> _WHAT YOU HAVE TO DO_
Only a number is wanted: how many lines of the entries include the string "mpsc"?

Data records:
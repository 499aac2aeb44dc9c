//! Runs a [`BlockAssembler`] over a [`RowSource`] on its own thread.
use std::{
    any::Any,
    panic::{self, AssertUnwindSafe},
    sync::mpsc::{self, Receiver, Sender, TryRecvError},
    thread,
};

use log::{debug, trace, warn};

use crate::{ClientError, protocol::Block};

use super::{
    assembler::BlockAssembler,
    flow::{Demand, Signal, Subscription},
    source::RowSource,
};

/// Handle the consumer uses to drive a producer thread.
#[derive(Debug)]
pub struct ProducerSubscription {
    demand: Sender<Demand>,
}

impl Subscription for ProducerSubscription {
    fn request(&self, n: u64) {
        // The producer is gone once it has completed; late demand is moot.
        let _ = self.demand.send(Demand::Request(n));
    }

    fn cancel(&self) {
        let _ = self.demand.send(Demand::Cancel);
    }
}

/// Starts pulling rows from `source` as demand arrives, posting every
/// emitted block and the terminal signal to `events`.
///
/// The thread is detached. It ends on completion, on error, on cancel, or
/// when either channel is disconnected. A panic in the source or the assembler
/// is reported as a [`Signal::Error`] carrying [`ClientError::Source`].
pub fn spawn_producer<S, E>(assembler: BlockAssembler, source: S, events: Sender<E>) -> ProducerSubscription
where
    S: RowSource,
    E: From<Signal<Block>> + Send + 'static,
{
    let (demand, demand_rx) = mpsc::channel();
    thread::spawn(move || {
        let producer = Producer {
            assembler,
            source,
            demand: demand_rx,
            events: events.clone(),
        };
        if let Err(payload) = panic::catch_unwind(AssertUnwindSafe(|| producer.run())) {
            let reason = panic_reason(payload.as_ref());
            warn!("row producer panicked: {reason}");
            let error = ClientError::Source(format!("row source panicked: {reason}"));
            let _ = events.send(Signal::Error(error).into());
        }
    });
    ProducerSubscription { demand }
}

fn panic_reason(payload: &(dyn Any + Send)) -> &str {
    if let Some(reason) = payload.downcast_ref::<&str>() {
        reason
    } else if let Some(reason) = payload.downcast_ref::<String>() {
        reason
    } else {
        "unknown cause"
    }
}

struct Producer<S, E> {
    assembler: BlockAssembler,
    source: S,
    demand: Receiver<Demand>,
    events: Sender<E>,
}

impl<S, E> Producer<S, E>
where
    S: RowSource,
    E: From<Signal<Block>> + Send + 'static,
{
    fn run(mut self) {
        if let Err(e) = self.assembler.subscribe() {
            self.emit(Signal::Error(e.into()));
            return;
        }

        loop {
            if self.assembler.row_credit() == 0 {
                match self.demand.recv() {
                    Ok(demand) => {
                        if !self.apply(demand) {
                            return;
                        }
                    }
                    Err(_) => return self.abort("consumer went away"),
                }
            }
            loop {
                match self.demand.try_recv() {
                    Ok(demand) => {
                        if !self.apply(demand) {
                            return;
                        }
                    }
                    Err(TryRecvError::Empty) => break,
                    Err(TryRecvError::Disconnected) => return self.abort("consumer went away"),
                }
            }

            match self.source.next_row() {
                Some(Ok(row)) => match self.assembler.on_next(row) {
                    Ok(Some(block)) => {
                        trace!("assembled block of {} rows", block.rows());
                        if !self.emit(Signal::Next(block)) {
                            return self.abort("consumer went away");
                        }
                    }
                    Ok(None) => {}
                    Err(e) => {
                        self.assembler.on_error();
                        self.source.cancel();
                        self.emit(Signal::Error(e));
                        return;
                    }
                },
                Some(Err(e)) => {
                    self.assembler.on_error();
                    self.emit(Signal::Error(e));
                    return;
                }
                None => {
                    match self.assembler.on_complete() {
                        Ok(blocks) => {
                            for block in blocks {
                                if !self.emit(Signal::Next(block)) {
                                    return;
                                }
                            }
                            self.emit(Signal::Complete);
                        }
                        Err(e) => {
                            self.emit(Signal::Error(e.into()));
                        }
                    }
                    debug!("row source exhausted");
                    return;
                }
            }
        }
    }

    /// Returns false when the producer must stop.
    fn apply(&mut self, demand: Demand) -> bool {
        match demand {
            Demand::Request(n) => match self.assembler.request(n) {
                Ok(rows) => {
                    trace!("granted {n} blocks ({rows} rows)");
                    true
                }
                Err(e) => {
                    self.assembler.on_error();
                    self.source.cancel();
                    self.emit(Signal::Error(e.into()));
                    false
                }
            },
            Demand::Cancel => {
                self.abort("cancelled");
                false
            }
        }
    }

    fn abort(&mut self, reason: &str) {
        debug!("producer stopping: {reason}");
        self.assembler.cancel();
        self.source.cancel();
    }

    fn emit(&self, signal: Signal<Block>) -> bool {
        self.events.send(signal.into()).is_ok()
    }
}
impl<T: Transport, S: RowSource> InsertTask<'_, T, S> {
    fn run(&mut self) -> Result<InsertSummary, ClientError> {
        self.advance(Input::Connect)?;
        self.outbound.transport.send_hello(self.config)?;
        self.outbound.transport.flush()?;
        spawn_reader(
            self.outbound.transport.reader()?,
            self.compression.is_some(),
            self.events.clone(),
        );
        info!("hello sent as {}", self.config.client_name);

        loop {
            let event = self
                .inbox
                .recv()
                .map_err(|_| io::Error::new(io::ErrorKind::BrokenPipe, "event channel closed"))?;
            if let Some(summary) = self.handle(event)? {
                return Ok(summary);
            }
        }
    }

    fn handle(&mut self, event: Event) -> Result<Option<InsertSummary>, ClientError> {
        match event {
            Event::Inbound(message) => return self.on_message(message?),
            Event::Upstream(Signal::Next(block)) => self.transmitter.on_next(block, &mut self.outbound)?,
            Event::Upstream(Signal::Complete) => self.transmitter.on_complete(&mut self.outbound)?,
            Event::Upstream(Signal::Error(e)) => return Err(e),
            Event::Compressed { seq, frame } => {
                for _ in 0..self.outbound.on_compressed(seq, frame)? {
                    self.transmitter.on_write_confirmed();
                }
            }
            Event::Writable(writable) => {
                self.transmitter.on_writability_changed(writable, &mut self.outbound)?;
            }
        }

        if *self.state == ConnectionState::Streaming && self.transmitter.is_finished() {
            self.advance(Input::StreamFinished)?;
            info!(
                "sent {} rows in {} blocks, waiting for server",
                self.transmitter.rows_sent(),
                self.transmitter.blocks_sent()
            );
        }
        Ok(None)
    }

    fn on_message(&mut self, message: ServerMessage) -> Result<Option<InsertSummary>, ClientError> {
        match message {
            ServerMessage::Exception(e) => Err(ClientError::Server(e)),
            ServerMessage::Hello(info) => {
                self.advance(Input::ServerHello)?;
                info!(
                    "server {} {}.{} revision {}",
                    info.name, info.version_major, info.version_minor, info.revision
                );
                let revision = info.negotiated_revision();
                *self.server = Some(info);

                let transport = &mut *self.outbound.transport;
                transport.send_query(self.config, self.query, &self.settings, revision)?;
                transport.send_block(&Block::empty(), self.compression)?;
                transport.flush()?;
                Ok(None)
            }
            ServerMessage::Data(sample) => {
                self.advance(Input::SampleBlock)?;
                let schema = sample.schema();
                debug!("sample block: {schema:?}");

                let Some(source) = self.source.take() else {
                    return Err(ClientError::UnexpectedState {
                        state: *self.state,
                        event: "Data",
                    });
                };
                let assembler = BlockAssembler::with_threshold(schema, self.config.block_rows.max(1));
                let subscription = spawn_producer(assembler, source, self.events.clone());
                self.transmitter.on_subscribe(Box::new(subscription))?;
                self.advance(Input::StreamStarted)?;
                Ok(None)
            }
            ServerMessage::EndOfStream => {
                self.advance(Input::EndOfStream)?;
                Ok(Some(InsertSummary {
                    rows: self.transmitter.rows_sent(),
                    blocks: self.transmitter.blocks_sent(),
                }))
            }
        }
    }

    fn advance(&mut self, input: Input) -> Result<(), ClientError> {
        let next = self.state.transition(input)?;
        if next != *self.state {
            debug!("connection {:?} -> {next:?}", *self.state);
        }
        *self.state = next;
        Ok(())
    }

    fn fail(&mut self, err: &ClientError) {
        warn!("insert failed in state {:?}: {err}", *self.state);
        if let Err(e) = self.advance(Input::Failure) {
            debug!("failure not accepted: {e}");
        }
        self.transmitter.cancel();
        if let Some(mut source) = self.source.take() {
            source.cancel();
        }
        if let Err(e) = self.outbound.transport.close() {
            debug!("closing transport after failure: {e}");
        }
    }
}

/// Transport writes for the transmitter. With compression, blocks are
/// compressed on the pool and written back in submission order.
struct Outbound<'a, T: Transport> {
    transport: &'a mut ProtocolTransport<T>,
    compression: Option<Compression>,
    pool: Option<ThreadPool>,
    events: Sender<Event>,
    next_seq: u64,
    next_write: u64,
    ready: BTreeMap<u64, Vec<u8>>,
}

> _REPLY TO THE EXERCISE_
2